Some enjoy that whole “death by PowerPoint” lecture environment, but it’s not my thing — and if I can’t imagine sitting through it, I certainly can’t teach that way. My classes are usually like a two-day field trip, so this online thing sounded like the industry was about to shift into reverse without coming to a full stop. Still, with gathering restrictions in place nationwide, what choice did we have?
Can you slow down? I didn’t get that.
Originally I thought I would tell you how my opinion changed, share the benefits of this wave of virtual training sessions, and suggest it might be better than face-to-face training. But I couldn’t support that. Even in the classes I teach myself, my online courses are not better than my in-person sessions. But they are not worse either.
The presenter and the student automatically associate a face-to-face session with an onslaught of information. Online classes are perceived to have a slower pace of information delivery. This is all attributed to the platform when the credit, or criticism, actually belongs on the presenter.
In line with how we learn
When a person is learning something, it takes time and reinforcement before information is retained. New information served rapid fire due to a time crunch is the equivalent of skipping stones across a pond. It is not a format conducive to retention.
When your brain is exposed to something new, it has to work to analyze it, and figure out how to file and where to store it. Moving quickly from subject to subject, even if it is a related topic, may unintentionally ‘overwrite’ data.
Is online better for learning new information? It can be, but it is not the platform. The same holds with an in-person class: It can lend more toward retentiveness, but again, it is not the platform. It is now as it always has been, and always will be, the presenter.
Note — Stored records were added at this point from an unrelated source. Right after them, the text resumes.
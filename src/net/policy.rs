//! IP-based access policy.
//!
//! Policy lists are ordered CIDR networks; the first matching entry wins.
//! IPv4 matches by `(addr & mask) == network`, IPv6 by octet-wise AND over
//! all 16 bytes. Only IPv4 and IPv6 sources ever match; UNIX socket peers
//! fall through every list.

use std::net::IpAddr;
use std::str::FromStr;

use regex::Regex;

use crate::config::schema::AccessConfig;

/// One policy list entry: a network, its mask, and an optional per-entry
/// stream-ID pattern carried to the caller on match.
#[derive(Debug, Clone)]
pub struct IpNet {
    network: Network,
    /// Stream-ID pattern attached to this entry, if any.
    pub limit: Option<Regex>,
}

#[derive(Debug, Clone, Copy, PartialEq)]
enum Network {
    V4 { net: [u8; 4], mask: [u8; 4] },
    V6 { net: [u8; 16], mask: [u8; 16] },
}

impl IpNet {
    /// Whether the given address falls inside this network.
    pub fn matches(&self, addr: &IpAddr) -> bool {
        match (&self.network, addr) {
            (Network::V4 { net, mask }, IpAddr::V4(a)) => {
                let octets = a.octets();
                (0..4).all(|i| octets[i] & mask[i] == net[i])
            }
            (Network::V6 { net, mask }, IpAddr::V6(a)) => {
                let octets = a.octets();
                (0..16).all(|i| octets[i] & mask[i] == net[i])
            }
            _ => false,
        }
    }

    fn with_limit(mut self, limit: Regex) -> Self {
        self.limit = Some(limit);
        self
    }
}

impl FromStr for IpNet {
    type Err = String;

    /// Parse `"addr/prefix"` CIDR notation; a bare address implies a
    /// full-length mask. The network is normalized to `addr & mask`.
    fn from_str(s: &str) -> Result<Self, Self::Err> {
        let (addr_str, prefix) = match s.split_once('/') {
            Some((a, p)) => {
                let prefix: u32 = p
                    .parse()
                    .map_err(|_| format!("invalid prefix length '{}'", p))?;
                (a, Some(prefix))
            }
            None => (s, None),
        };

        let addr: IpAddr = addr_str
            .parse()
            .map_err(|_| format!("invalid address '{}'", addr_str))?;

        let network = match addr {
            IpAddr::V4(a) => {
                let prefix = prefix.unwrap_or(32);
                if prefix > 32 {
                    return Err(format!("prefix /{} too long for IPv4", prefix));
                }
                let mask = prefix_mask::<4>(prefix);
                let mut net = a.octets();
                for i in 0..4 {
                    net[i] &= mask[i];
                }
                Network::V4 { net, mask }
            }
            IpAddr::V6(a) => {
                let prefix = prefix.unwrap_or(128);
                if prefix > 128 {
                    return Err(format!("prefix /{} too long for IPv6", prefix));
                }
                let mask = prefix_mask::<16>(prefix);
                let mut net = a.octets();
                for i in 0..16 {
                    net[i] &= mask[i];
                }
                Network::V6 { net, mask }
            }
        };

        Ok(Self {
            network,
            limit: None,
        })
    }
}

impl std::fmt::Display for IpNet {
    fn fmt(&self, f: &mut std::fmt::Formatter<'_>) -> std::fmt::Result {
        match &self.network {
            Network::V4 { net, mask } => {
                let prefix: u32 = mask.iter().map(|b| b.count_ones()).sum();
                write!(f, "{}/{}", std::net::Ipv4Addr::from(*net), prefix)
            }
            Network::V6 { net, mask } => {
                let prefix: u32 = mask.iter().map(|b| b.count_ones()).sum();
                write!(f, "{}/{}", std::net::Ipv6Addr::from(*net), prefix)
            }
        }
    }
}

fn prefix_mask<const N: usize>(prefix: u32) -> [u8; N] {
    let mut mask = [0u8; N];
    let mut remaining = prefix;
    for byte in mask.iter_mut() {
        if remaining >= 8 {
            *byte = 0xff;
            remaining -= 8;
        } else {
            *byte = !(0xffu8 >> remaining) as u8;
            break;
        }
    }
    mask
}

/// An ordered policy list, searched in insertion order.
#[derive(Debug, Clone, Default)]
pub struct IpNetList(Vec<IpNet>);

impl IpNetList {
    pub fn is_empty(&self) -> bool {
        self.0.is_empty()
    }

    /// First matching entry, or None.
    pub fn find(&self, addr: &IpAddr) -> Option<&IpNet> {
        self.0.iter().find(|net| net.matches(addr))
    }

    /// Whether any entry matches the address.
    pub fn contains(&self, addr: &IpAddr) -> bool {
        self.find(addr).is_some()
    }

    pub fn iter(&self) -> impl Iterator<Item = &IpNet> {
        self.0.iter()
    }
}

/// All policy lists of a configuration snapshot, parsed and ready to match.
#[derive(Debug, Clone, Default)]
pub struct CompiledPolicy {
    pub match_ips: IpNetList,
    pub reject_ips: IpNetList,
    pub write_ips: IpNetList,
    pub trusted_ips: IpNetList,
    pub limit_ips: IpNetList,
}

impl CompiledPolicy {
    pub fn compile(access: &AccessConfig) -> Result<Self, String> {
        Ok(Self {
            match_ips: compile_list(&access.match_ips)?,
            reject_ips: compile_list(&access.reject_ips)?,
            write_ips: compile_list(&access.write_ips)?,
            trusted_ips: compile_list(&access.trusted_ips)?,
            limit_ips: IpNetList(
                access
                    .limit_ips
                    .iter()
                    .map(|entry| {
                        let net: IpNet = entry.net.parse()?;
                        let limit = Regex::new(&entry.streams)
                            .map_err(|e| format!("pattern '{}': {}", entry.streams, e))?;
                        Ok(net.with_limit(limit))
                    })
                    .collect::<Result<Vec<_>, String>>()?,
            ),
        })
    }

    /// Stream-ID limit pattern for the address, if one is configured.
    pub fn stream_limit(&self, addr: &IpAddr) -> Option<Regex> {
        self.limit_ips.find(addr).and_then(|net| net.limit.clone())
    }
}

fn compile_list(entries: &[String]) -> Result<IpNetList, String> {
    Ok(IpNetList(
        entries
            .iter()
            .map(|e| e.parse())
            .collect::<Result<Vec<_>, String>>()?,
    ))
}
//! Network layer subsystem.
//!
//! # Data Flow
//! ```text
//! Incoming TCP / UNIX connection
//!     → endpoint.rs (bound socket per configured endpoint)
//!     → listener.rs (accept loop, IP policy, connection caps)
//!     → client record + protocol handler task
//! ```

pub mod endpoint;
pub mod listener;
pub mod policy;

pub use endpoint::{BoundSocket, FamilySet, ListenEndpoint, ProtocolSet};
pub use listener::{
    admission_decision, AdmissionGrants, ListenerError, ListenerShared, RejectReason,
};

use std::io;
use std::net::{IpAddr, SocketAddr};
use std::pin::Pin;
use std::task::{Context, Poll};

use tokio::io::{AsyncRead, AsyncWrite, ReadBuf};
use tokio::net::{TcpStream, UnixStream};

/// The remote address of an accepted connection.
#[derive(Debug, Clone, Copy, PartialEq, Eq)]
pub enum PeerAddr {
    Ip(SocketAddr),
    Unix,
}

impl PeerAddr {
    /// The IP address, when the peer is a TCP client. IPv4 connections
    /// accepted on a dual-stack socket arrive as IPv4-mapped IPv6
    /// addresses; those are canonicalized so IPv4 policy entries apply.
    pub fn ip(&self) -> Option<IpAddr> {
        match self {
            PeerAddr::Ip(addr) => Some(match addr.ip() {
                IpAddr::V6(v6) => v6
                    .to_ipv4_mapped()
                    .map(IpAddr::V4)
                    .unwrap_or(IpAddr::V6(v6)),
                v4 => v4,
            }),
            PeerAddr::Unix => None,
        }
    }

    /// Whether two peers are the same source: same family and the same
    /// full address bytes. Ports are ignored; UNIX peers never match.
    pub fn same_source(&self, other: &PeerAddr) -> bool {
        match (self.ip(), other.ip()) {
            (Some(IpAddr::V4(a)), Some(IpAddr::V4(b))) => a.octets() == b.octets(),
            (Some(IpAddr::V6(a)), Some(IpAddr::V6(b))) => a.octets() == b.octets(),
            _ => false,
        }
    }
}

/// An accepted client stream, TCP or UNIX.
pub enum ClientStream {
    Tcp(TcpStream),
    Unix(UnixStream),
}

impl AsyncRead for ClientStream {
    fn poll_read(
        self: Pin<&mut Self>,
        cx: &mut Context<'_>,
        buf: &mut ReadBuf<'_>,
    ) -> Poll<io::Result<()>> {
        match self.get_mut() {
            ClientStream::Tcp(s) => Pin::new(s).poll_read(cx, buf),
            ClientStream::Unix(s) => Pin::new(s).poll_read(cx, buf),
        }
    }
}

impl AsyncWrite for ClientStream {
    fn poll_write(
        self: Pin<&mut Self>,
        cx: &mut Context<'_>,
        buf: &[u8],
    ) -> Poll<io::Result<usize>> {
        match self.get_mut() {
            ClientStream::Tcp(s) => Pin::new(s).poll_write(cx, buf),
            ClientStream::Unix(s) => Pin::new(s).poll_write(cx, buf),
        }
    }

    fn poll_flush(self: Pin<&mut Self>, cx: &mut Context<'_>) -> Poll<io::Result<()>> {
        match self.get_mut() {
            ClientStream::Tcp(s) => Pin::new(s).poll_flush(cx),
            ClientStream::Unix(s) => Pin::new(s).poll_flush(cx),
        }
    }

    fn poll_shutdown(self: Pin<&mut Self>, cx: &mut Context<'_>) -> Poll<io::Result<()>> {
        match self.get_mut() {
            ClientStream::Tcp(s) => Pin::new(s).poll_shutdown(cx),
            ClientStream::Unix(s) => Pin::new(s).poll_shutdown(cx),
        }
    }
}
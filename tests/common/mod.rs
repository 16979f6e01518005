//! Shared utilities for integration testing.
#![allow(dead_code)]

use std::sync::Arc;
use std::time::Duration;

use tokio::io::{AsyncReadExt, AsyncWriteExt};
use tokio::net::TcpStream;

use ringstream::config::schema::{ListenConfig, ServerConfig};
use ringstream::config::Snapshot;
use ringstream::protocol::BasicHandler;
use ringstream::ring::Ring;
use ringstream::server::{Server, Shared, ShutdownFlag};

/// A server running on ephemeral ports with a volatile ring.
pub struct TestServer {
    pub ports: Vec<u16>,
    pub shared: Arc<Shared>,
    pub shutdown: ShutdownFlag,
    pub handle: tokio::task::JoinHandle<u8>,
}

impl TestServer {
    pub fn port(&self) -> u16 {
        self.ports[0]
    }
}

/// Start a server with one ephemeral TCP endpoint (more via `mutate`) and
/// a volatile ring.
pub async fn start_server(mutate: impl FnOnce(&mut ServerConfig)) -> TestServer {
    let mut config = ServerConfig::default();
    config.ring.volatile = true;
    config.ring.size = 256 * 512;
    config.ring.pkt_size = 512;
    config.listen = vec![ListenConfig {
        port: "0".to_string(),
        ..Default::default()
    }];
    mutate(&mut config);

    let ring = Ring::initialize(
        None,
        config.ring.size,
        config.ring.pkt_size,
        false,
        true,
    )
    .expect("volatile ring");
    let snapshot = Snapshot::new(config).expect("test config compiles");

    let server = Server::new(snapshot, ring, Arc::new(BasicHandler), None);
    let ports: Vec<u16> = server
        .bind_endpoints()
        .expect("bind test endpoints")
        .into_iter()
        .map(|p| p.expect("tcp endpoint has a port"))
        .collect();

    let shared = server.shared();
    let shutdown = server.shutdown_flag();
    let handle = tokio::spawn(server.run());

    TestServer {
        ports,
        shared,
        shutdown,
        handle,
    }
}

pub async fn connect(port: u16) -> TcpStream {
    TcpStream::connect(("127.0.0.1", port))
        .await
        .expect("connect to test server")
}

/// Send a write frame and await the acknowledged packet id.
pub async fn write_packet(stream: &mut TcpStream, stream_id: &str, data: &[u8]) -> u64 {
    stream.write_u8(b'W').await.unwrap();
    stream.write_u16(stream_id.len() as u16).await.unwrap();
    stream.write_u32(data.len() as u32).await.unwrap();
    stream.write_all(stream_id.as_bytes()).await.unwrap();
    stream.write_all(data).await.unwrap();
    stream.flush().await.unwrap();

    let op = stream.read_u8().await.unwrap();
    match op {
        b'A' => stream.read_u64().await.unwrap(),
        b'E' => {
            let len = stream.read_u16().await.unwrap() as usize;
            let mut msg = vec![0u8; len];
            stream.read_exact(&mut msg).await.unwrap();
            panic!("write rejected: {}", String::from_utf8_lossy(&msg));
        }
        other => panic!("unexpected reply op {}", other),
    }
}

/// Send a write frame expecting a rejection; returns the error message.
pub async fn write_packet_expect_error(
    stream: &mut TcpStream,
    stream_id: &str,
    data: &[u8],
) -> String {
    stream.write_u8(b'W').await.unwrap();
    stream.write_u16(stream_id.len() as u16).await.unwrap();
    stream.write_u32(data.len() as u32).await.unwrap();
    stream.write_all(stream_id.as_bytes()).await.unwrap();
    stream.write_all(data).await.unwrap();
    stream.flush().await.unwrap();

    assert_eq!(stream.read_u8().await.unwrap(), b'E');
    let len = stream.read_u16().await.unwrap() as usize;
    let mut msg = vec![0u8; len];
    stream.read_exact(&mut msg).await.unwrap();
    String::from_utf8_lossy(&msg).to_string()
}

/// Announce a client identifier and await the server's reply.
#[allow(dead_code)]
pub async fn ident(stream: &mut TcpStream) -> String {
    let name = b"integration-test";
    stream.write_u8(b'I').await.unwrap();
    stream.write_u16(name.len() as u16).await.unwrap();
    stream.write_all(name).await.unwrap();
    stream.flush().await.unwrap();
    assert_eq!(stream.read_u8().await.unwrap(), b'R');
    let len = stream.read_u16().await.unwrap() as usize;
    let mut reply = vec![0u8; len];
    stream.read_exact(&mut reply).await.unwrap();
    String::from_utf8(reply).unwrap()
}

/// Enter streaming mode.
pub async fn subscribe(stream: &mut TcpStream) {
    stream.write_u8(b'S').await.unwrap();
    stream.flush().await.unwrap();
}

/// Read one streamed packet frame.
pub async fn read_packet(stream: &mut TcpStream) -> (u64, String, Vec<u8>) {
    assert_eq!(stream.read_u8().await.unwrap(), b'P');
    let id = stream.read_u64().await.unwrap();
    let stream_len = stream.read_u16().await.unwrap() as usize;
    let data_len = stream.read_u32().await.unwrap() as usize;
    let mut stream_id = vec![0u8; stream_len];
    stream.read_exact(&mut stream_id).await.unwrap();
    let mut data = vec![0u8; data_len];
    stream.read_exact(&mut data).await.unwrap();
    (id, String::from_utf8(stream_id).unwrap(), data)
}

/// Poll until the condition holds or the timeout expires.
pub async fn wait_for(timeout: Duration, mut condition: impl FnMut() -> bool) -> bool {
    let deadline = tokio::time::Instant::now() + timeout;
    while tokio::time::Instant::now() < deadline {
        if condition() {
            return true;
        }
        tokio::time::sleep(Duration::from_millis(25)).await;
    }
    condition()
}

/// Whether the remote side closed this connection.
pub async fn is_closed(stream: &mut TcpStream, within: Duration) -> bool {
    let mut buf = [0u8; 1];
    match tokio::time::timeout(within, stream.read(&mut buf)).await {
        Ok(Ok(0)) => true,
        Ok(Ok(_)) => false,
        Ok(Err(_)) => true,
        Err(_) => false,
    }
}
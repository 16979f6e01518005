//! Structured logging initialization.
//!
//! The filter comes from `RS_LOG` (or `RUST_LOG`) when set; otherwise the
//! configured log level applies, raised by the verbosity setting.

use tracing_subscriber::{layer::SubscriberExt, util::SubscriberInitExt};

use crate::config::schema::ObservabilityConfig;

/// Initialize the tracing subscriber. Safe to call more than once; later
/// calls are ignored.
pub fn init(config: &ObservabilityConfig, verbosity: u8) {
    let default = match verbosity {
        0 => config.log_level.clone(),
        1 => "debug".to_string(),
        _ => "trace".to_string(),
    };

    let filter = tracing_subscriber::EnvFilter::try_from_env("RS_LOG")
        .or_else(|_| tracing_subscriber::EnvFilter::try_from_default_env())
        .unwrap_or_else(|_| tracing_subscriber::EnvFilter::new(default));

    let _ = tracing_subscriber::registry()
        .with(filter)
        .with(tracing_subscriber::fmt::layer())
        .try_init();
}
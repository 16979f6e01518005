//! Configuration validation logic.

use crate::config::schema::ServerConfig;
use crate::net::policy::IpNet;

/// Error type for configuration validation failures.
#[derive(Debug, Clone, PartialEq)]
pub struct ValidationError(pub String);

impl std::fmt::Display for ValidationError {
    fn fmt(&self, f: &mut std::fmt::Formatter<'_>) -> std::fmt::Result {
        write!(f, "Validation error: {}", self.0)
    }
}

/// Validate a ServerConfig for semantic correctness.
pub fn validate_config(config: &ServerConfig) -> Result<(), Vec<ValidationError>> {
    let mut errors = Vec::new();

    // 1. The ring must live somewhere
    if config.ring.dir.is_none() && !config.ring.volatile {
        errors.push(ValidationError(
            "ring.dir is not set and ring is not volatile".to_string(),
        ));
    }
    if config.ring.pkt_size == 0 {
        errors.push(ValidationError("ring.pkt_size must be > 0".to_string()));
    } else if (config.ring.pkt_size as u64) > config.ring.size {
        errors.push(ValidationError(
            "ring.pkt_size must not exceed ring.size".to_string(),
        ));
    }
    if config.ring.auto_recovery > 2 {
        errors.push(ValidationError(
            "ring.auto_recovery must be 0, 1 or 2".to_string(),
        ));
    }

    // 2. Scalar ranges
    if !(0.0..=1.0).contains(&config.server.time_win_limit) {
        errors.push(ValidationError(
            "server.time_win_limit must be between 0.0 and 1.0".to_string(),
        ));
    }
    if config.transfer_log.dir.is_some() && config.transfer_log.interval_hours <= 0.0 {
        errors.push(ValidationError(
            "transfer_log.interval_hours must be > 0".to_string(),
        ));
    }

    // 3. TLS endpoints need a certificate and key
    let any_tls = config.listen.iter().any(|l| l.tls);
    if any_tls && (config.tls.cert_file.is_none() || config.tls.key_file.is_none()) {
        errors.push(ValidationError(
            "a TLS endpoint is configured but tls.cert_file or tls.key_file is missing"
                .to_string(),
        ));
    }

    // 4. Policy lists must parse
    for (name, list) in [
        ("access.match_ips", &config.access.match_ips),
        ("access.reject_ips", &config.access.reject_ips),
        ("access.write_ips", &config.access.write_ips),
        ("access.trusted_ips", &config.access.trusted_ips),
    ] {
        for entry in list {
            if let Err(e) = entry.parse::<IpNet>() {
                errors.push(ValidationError(format!("{} entry '{}': {}", name, entry, e)));
            }
        }
    }
    for entry in &config.access.limit_ips {
        if let Err(e) = entry.net.parse::<IpNet>() {
            errors.push(ValidationError(format!(
                "access.limit_ips entry '{}': {}",
                entry.net, e
            )));
        }
        if let Err(e) = regex::Regex::new(&entry.streams) {
            errors.push(ValidationError(format!(
                "access.limit_ips pattern '{}': {}",
                entry.streams, e
            )));
        }
    }

    // 5. Listener ports: numeric TCP port or a UNIX socket path
    for l in &config.listen {
        if l.port.is_empty() {
            errors.push(ValidationError("listen.port must not be empty".to_string()));
        } else if !l.port.contains('/') {
            match l.port.parse::<u32>() {
                Ok(p) if (1..=65535).contains(&p) => {}
                _ => errors.push(ValidationError(format!(
                    "listen.port '{}' is neither a TCP port nor a socket path",
                    l.port
                ))),
            }
        }
        for p in &l.protocols {
            if !matches!(p.as_str(), "DataLink" | "SeedLink" | "HTTP") {
                errors.push(ValidationError(format!("unknown listen protocol '{}'", p)));
            }
        }
        for f in &l.families {
            if !matches!(f.as_str(), "IPv4" | "IPv6" | "UNIX") {
                errors.push(ValidationError(format!("unknown listen family '{}'", f)));
            }
        }
    }

    // 6. Scanner jobs
    for s in &config.scan {
        if s.dir.is_empty() {
            errors.push(ValidationError("scan.dir must not be empty".to_string()));
        }
        for (name, pat) in [("match", &s.match_pattern), ("reject", &s.reject_pattern)] {
            if let Some(pat) = pat {
                if let Err(e) = regex::Regex::new(pat) {
                    errors.push(ValidationError(format!(
                        "scan.{} pattern '{}': {}",
                        name, pat, e
                    )));
                }
            }
        }
    }

    if errors.is_empty() {
        Ok(())
    } else {
        Err(errors)
    }
}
If an individual learns better in a hands-on environment, the virtual format will not be the best method for that person. If there are time constraints or travel concerns, Zoom or an equivalent will have its advantages. However, when we are looking at the actual value of education, it falls 100% upon information delivery.
Veterans vs. Newbies
When someone new to the industry sits in a class, they need to have a slower-paced delivery if there is a snowball’s chance in a fire pit of that person remembering anything they are taught. We have all heard people snipe at industry educational programs from time to time — “Yeah, well, he attended blah blah blah course and still doesn’t know anything.” That’s not the program at fault, that’s not the platform, it’s the delivery, and that is the presenter’s skillset.
A more experienced individual will find it easier to bridge data, even if it is new, because they already have learned data and ‘files’ in place. Learning something related takes much less effort. Here we find our seasoned professionals can more easily handle information in a fast-paced format. This is especially true if the information falls into the category of review.
It’s the singer, not the song
Too many people choose classes based on location or timing. It is usually worse when an employer randomly picks a session on a topic they need for a candidate. With the emergence of online classes coming into their own, we should not make the same mistakes. These are every bit as valuable as face-to-face classes and will forever be an asset in the swimming pool industry’s educational arsenal. However, if there is a course you are interested in taking and want to get the most bang for your buck, the student should be matched to the instructor no matter what the class. All teachers are not the same. Do your homework and pick an educator who will deliver the information in a manner that most benefits you or your employee.